▶ **TASK REQUIREMENTS**: Take the records below and copy them exactly.

▶ **TASK DATA**:
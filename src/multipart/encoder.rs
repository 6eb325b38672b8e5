//! multipart/form-data encoding
//!
//! Every part starts with its own `--boundary` line, consecutive parts are
//! separated by a line break and the body ends with the closing
//! `--boundary--` line.

use crate::error::{Result, StorageError};
use crate::multipart::boundary::{BoundarySource, RandomBoundary};
use crate::types::{Blob, File};
use bytes::{Bytes, BytesMut};
use log::trace;

const CRLF: &[u8] = b"\r\n";

/// Content type sent for blobs that do not declare one
pub const DEFAULT_CONTENT_TYPE: &str = "application/octet-stream";

/// Percent-encode a filename, leaving `!'()*` as they are
fn encode_filename(filename: &str) -> String {
    let mut encoded = urlencoding::encode(filename).into_owned();
    let marks = [("%21", "!"), ("%27", "'"), ("%28", "("), ("%29", ")"), ("%2A", "*")];
    for (escaped, literal) in marks {
        encoded = encoded.replace(escaped, literal);
    }
    encoded
}

/// Line breaks would end the part's header block early
fn check_header_text(parameter: &str, text: &str) -> Result<()> {
    if text.contains(['\r', '\n']) {
        return Err(StorageError::invalid_parameter(
            parameter,
            format!("Line break in multipart header text {:?}", text),
        ));
    }
    Ok(())
}

/// Body of one part
#[derive(Debug, Clone)]
pub enum PartContent {
    /// Raw bytes; no content type is synthesized for them
    Bytes(Bytes),
    Blob(Blob),
    /// A blob whose recorded path or name becomes the default filename
    File(File),
}

impl PartContent {
    fn filename(&self) -> Option<&str> {
        match self {
            PartContent::File(file) => file.filename(),
            PartContent::Bytes(_) | PartContent::Blob(_) => None,
        }
    }

    fn blob(&self) -> Option<&Blob> {
        match self {
            PartContent::Bytes(_) => None,
            PartContent::Blob(blob) => Some(blob),
            PartContent::File(file) => Some(&file.blob),
        }
    }

    fn bytes(&self) -> &Bytes {
        match self {
            PartContent::Bytes(bytes) => bytes,
            PartContent::Blob(blob) => blob.bytes(),
            PartContent::File(file) => file.blob.bytes(),
        }
    }
}

impl From<Bytes> for PartContent {
    fn from(bytes: Bytes) -> Self {
        PartContent::Bytes(bytes)
    }
}

impl From<&'static [u8]> for PartContent {
    fn from(bytes: &'static [u8]) -> Self {
        PartContent::Bytes(Bytes::from_static(bytes))
    }
}

impl From<Blob> for PartContent {
    fn from(blob: Blob) -> Self {
        PartContent::Blob(blob)
    }
}

impl From<File> for PartContent {
    fn from(file: File) -> Self {
        PartContent::File(file)
    }
}

#[derive(Debug, Clone, Default, PartialEq, Eq)]
pub struct PartOptions {
    pub filename: Option<String>,
    /// Extra header lines, emitted in order
    pub headers: Vec<(String, String)>,
}

impl PartOptions {
    pub fn new() -> Self {
        Self::default()
    }

    pub fn filename(mut self, filename: impl Into<String>) -> Self {
        self.filename = Some(filename.into());
        self
    }

    pub fn header(mut self, name: impl Into<String>, value: impl Into<String>) -> Self {
        self.headers.push((name.into(), value.into()));
        self
    }

    fn has_header(&self, name: &str) -> bool {
        self.headers
            .iter()
            .any(|(header, _)| header.eq_ignore_ascii_case(name))
    }
}

pub struct MultipartEncoder {
    boundary: String,
    parts: Vec<Bytes>,
}

impl Default for MultipartEncoder {
    fn default() -> Self {
        Self::new()
    }
}

impl MultipartEncoder {
    /// Create an encoder with a random boundary
    pub fn new() -> Self {
        Self::with_boundary_source(&RandomBoundary::default())
    }

    pub fn with_boundary_source(source: &dyn BoundarySource) -> Self {
        Self::with_boundary(source.boundary())
    }

    pub fn with_boundary(boundary: impl Into<String>) -> Self {
        Self {
            boundary: boundary.into(),
            parts: Vec::new(),
        }
    }

    pub fn boundary(&self) -> &str {
        &self.boundary
    }

    /// MIME type of the encoded body
    pub fn content_type(&self) -> String {
        format!("multipart/form-data; boundary={}", self.boundary)
    }

    pub fn len(&self) -> usize {
        self.parts.len()
    }

    pub fn is_empty(&self) -> bool {
        self.parts.is_empty()
    }

    /// Append one part; earlier parts are never revisited
    ///
    /// Fails with `InvalidParameter`, leaving the encoder untouched, when the
    /// field name or a header contains a line break.
    pub fn append(
        &mut self,
        name: &str,
        content: impl Into<PartContent>,
        options: PartOptions,
    ) -> Result<()> {
        check_header_text("name", name)?;
        for (header, value) in &options.headers {
            check_header_text("header", header)?;
            check_header_text(header, value)?;
        }

        let content = content.into();
        let filename = options
            .filename
            .as_deref()
            .or_else(|| content.filename());

        let disposition = match filename {
            Some(filename) => format!(
                "form-data; name=\"{}\"; filename=\"{}\"",
                name,
                encode_filename(filename)
            ),
            None => format!("form-data; name=\"{}\"", name),
        };

        let body = content.bytes();
        let mut part = BytesMut::with_capacity(body.len() + 256);
        part.extend_from_slice(format!("--{}\r\n", self.boundary).as_bytes());
        part.extend_from_slice(format!("Content-Disposition: {}\r\n", disposition).as_bytes());

        if !options.has_header("Content-Type") {
            if let Some(blob) = content.blob() {
                let content_type = match blob.content_type() {
                    "" => DEFAULT_CONTENT_TYPE,
                    content_type => content_type,
                };
                check_header_text("content_type", content_type)?;
                part.extend_from_slice(format!("Content-Type: {}\r\n", content_type).as_bytes());
            }
        }

        for (header, value) in &options.headers {
            part.extend_from_slice(format!("{}: {}\r\n", header, value).as_bytes());
        }

        part.extend_from_slice(CRLF);
        part.extend_from_slice(body);

        trace!(
            "encoded part {:?} ({} body bytes, filename {:?})",
            name,
            body.len(),
            filename
        );
        self.parts.push(part.freeze());
        Ok(())
    }

    /// Concatenate the parts into the final body
    pub fn to_blob(&self) -> Blob {
        let size: usize = self.parts.iter().map(|part| part.len() + CRLF.len()).sum();
        let mut body = BytesMut::with_capacity(size + self.boundary.len() + 8);

        for (index, part) in self.parts.iter().enumerate() {
            if index > 0 {
                body.extend_from_slice(CRLF);
            }
            body.extend_from_slice(part);
        }

        if !self.parts.is_empty() {
            body.extend_from_slice(CRLF);
        }
        body.extend_from_slice(format!("--{}--\r\n", self.boundary).as_bytes());

        Blob::new(body.freeze(), self.content_type())
    }
}

impl std::fmt::Debug for MultipartEncoder {
    fn fmt(&self, f: &mut std::fmt::Formatter<'_>) -> std::fmt::Result {
        f.debug_struct("MultipartEncoder")
            .field("boundary", &self.boundary)
            .field("parts", &self.parts.len())
            .finish()
    }
}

▶ **OUTPUT OF THE TASK**:
filename src/multipart/encoder.rs
repository 6eb325b38672b8e5
//! multipart/form-data encoding
//!
//! Every part starts with its own `--boundary` line, consecutive parts are
//! separated by a line break and the body ends with the closing
//! `--boundary--` line.

use crate::error::{Result, StorageError};
use crate::multipart::boundary::{BoundarySource, RandomBoundary};
use crate::types::{Blob, File};
use bytes::{Bytes, BytesMut};
use log::trace;

const CRLF: &[u8] = b"\r\n";

/// Content type sent for blobs that do not declare one
pub const DEFAULT_CONTENT_TYPE: &str = "application/octet-stream";

/// Percent-encode a filename, leaving `!'()*` as they are
fn encode_filename(filename: &str) -> String {
    let mut encoded = urlencoding::encode(filename).into_owned();
    let marks = [("%21", "!"), ("%27", "'"), ("%28", "("), ("%29", ")"), ("%2A", "*")];
    for (escaped, literal) in marks {
        encoded = encoded.replace(escaped, literal);
    }
    encoded
}

/// Line breaks would end the part's header block early
fn check_header_text(parameter: &str, text: &str) -> Result<()> {
    if text.contains(['\r', '\n']) {
        return Err(StorageError::invalid_parameter(
            parameter,
            format!("Line break in multipart header text {:?}", text),
        ));
    }
    Ok(())
}

/// Body of one part
#[derive(Debug, Clone)]
pub enum PartContent {
    /// Raw bytes; no content type is synthesized for them
    Bytes(Bytes),
    Blob(Blob),
    /// A blob whose recorded path or name becomes the default filename
    File(File),
}

impl PartContent {
    fn filename(&self) -> Option<&str> {
        match self {
            PartContent::File(file) => file.filename(),
            PartContent::Bytes(_) | PartContent::Blob(_) => None,
        }
    }

    fn blob(&self) -> Option<&Blob> {
        match self {
            PartContent::Bytes(_) => None,
            PartContent::Blob(blob) => Some(blob),
            PartContent::File(file) => Some(&file.blob),
        }
    }

    fn bytes(&self) -> &Bytes {
        match self {
            PartContent::Bytes(bytes) => bytes,
            PartContent::Blob(blob) => blob.bytes(),
            PartContent::File(file) => file.blob.bytes(),
        }
    }
}

impl From<Bytes> for PartContent {
    fn from(bytes: Bytes) -> Self {
        PartContent::Bytes(bytes)
    }
}

impl From<&'static [u8]> for PartContent {
    fn from(bytes: &'static [u8]) -> Self {
        PartContent::Bytes(Bytes::from_static(bytes))
    }
}

impl From<Blob> for PartContent {
    fn from(blob: Blob) -> Self {
        PartContent::Blob(blob)
    }
}

impl From<File> for PartContent {
    fn from(file: File) -> Self {
        PartContent::File(file)
    }
}

#[derive(Debug, Clone, Default, PartialEq, Eq)]
pub struct PartOptions {
    pub filename: Option<String>,
    /// Extra header lines, emitted in order
    pub headers: Vec<(String, String)>,
}

impl PartOptions {
    pub fn new() -> Self {
        Self::default()
    }

    pub fn filename(mut self, filename: impl Into<String>) -> Self {
        self.filename = Some(filename.into());
        self
    }

    pub fn header(mut self, name: impl Into<String>, value: impl Into<String>) -> Self {
        self.headers.push((name.into(), value.into()));
        self
    }

    fn has_header(&self, name: &str) -> bool {
        self.headers
            .iter()
            .any(|(header, _)| header.eq_ignore_ascii_case(name))
    }
}

pub struct MultipartEncoder {
    boundary: String,
    parts: Vec<Bytes>,
}

impl Default for MultipartEncoder {
    fn default() -> Self {
        Self::new()
    }
}

impl MultipartEncoder {
    /// Create an encoder with a random boundary
    pub fn new() -> Self {
        Self::with_boundary_source(&RandomBoundary::default())
    }

    pub fn with_boundary_source(source: &dyn BoundarySource) -> Self {
        Self::with_boundary(source.boundary())
    }

    pub fn with_boundary(boundary: impl Into<String>) -> Self {
        Self {
            boundary: boundary.into(),
            parts: Vec::new(),
        }
    }

    pub fn boundary(&self) -> &str {
        &self.boundary
    }

    /// MIME type of the encoded body
    pub fn content_type(&self) -> String {
        format!("multipart/form-data; boundary={}", self.boundary)
    }

    pub fn len(&self) -> usize {
        self.parts.len()
    }

    pub fn is_empty(&self) -> bool {
        self.parts.is_empty()
    }

    /// Append one part; earlier parts are never revisited
    ///
    /// Fails with `InvalidParameter`, leaving the encoder untouched, when the
    /// field name or a header contains a line break.
    pub fn append(
        &mut self,
        name: &str,
        content: impl Into<PartContent>,
        options: PartOptions,
    ) -> Result<()> {
        check_header_text("name", name)?;
        for (header, value) in &options.headers {
            check_header_text("header", header)?;
            check_header_text(header, value)?;
        }

        let content = content.into();
        let filename = options
            .filename
            .as_deref()
            .or_else(|| content.filename());

        let disposition = match filename {
            Some(filename) => format!(
                "form-data; name=\"{}\"; filename=\"{}\"",
                name,
                encode_filename(filename)
            ),
            None => format!("form-data; name=\"{}\"", name),
        };

        let body = content.bytes();
        let mut part = BytesMut::with_capacity(body.len() + 256);
        part.extend_from_slice(format!("--{}\r\n", self.boundary).as_bytes());
        part.extend_from_slice(format!("Content-Disposition: {}\r\n", disposition).as_bytes());

        if !options.has_header("Content-Type") {
            if let Some(blob) = content.blob() {
                let content_type = match blob.content_type() {
                    "" => DEFAULT_CONTENT_TYPE,
                    content_type => content_type,
                };
                check_header_text("content_type", content_type)?;
                part.extend_from_slice(format!("Content-Type: {}\r\n", content_type).as_bytes());
            }
        }

        for (header, value) in &options.headers {
            part.extend_from_slice(format!("{}: {}\r\n", header, value).as_bytes());
        }

        part.extend_from_slice(CRLF);
        part.extend_from_slice(body);

        trace!(
            "encoded part {:?} ({} body bytes, filename {:?})",
            name,
            body.len(),
            filename
        );
        self.parts.push(part.freeze());
        Ok(())
    }

    /// Concatenate the parts into the final body
    pub fn to_blob(&self) -> Blob {
        let size: usize = self.parts.iter().map(|part| part.len() + CRLF.len()).sum();
        let mut body = BytesMut::with_capacity(size + self.boundary.len() + 8);

        for (index, part) in self.parts.iter().enumerate() {
            if index > 0 {
                body.extend_from_slice(CRLF);
            }
            body.extend_from_slice(part);
        }

        if !self.parts.is_empty() {
            body.extend_from_slice(CRLF);
        }
        body.extend_from_slice(format!("--{}--\r\n", self.boundary).as_bytes());

        Blob::new(body.freeze(), self.content_type())
    }
}

impl std::fmt::Debug for MultipartEncoder {
    fn fmt(&self, f: &mut std::fmt::Formatter<'_>) -> std::fmt::Result {
        f.debug_struct("MultipartEncoder")
            .field("boundary", &self.boundary)
            .field("parts", &self.parts.len())
            .finish()
    }
}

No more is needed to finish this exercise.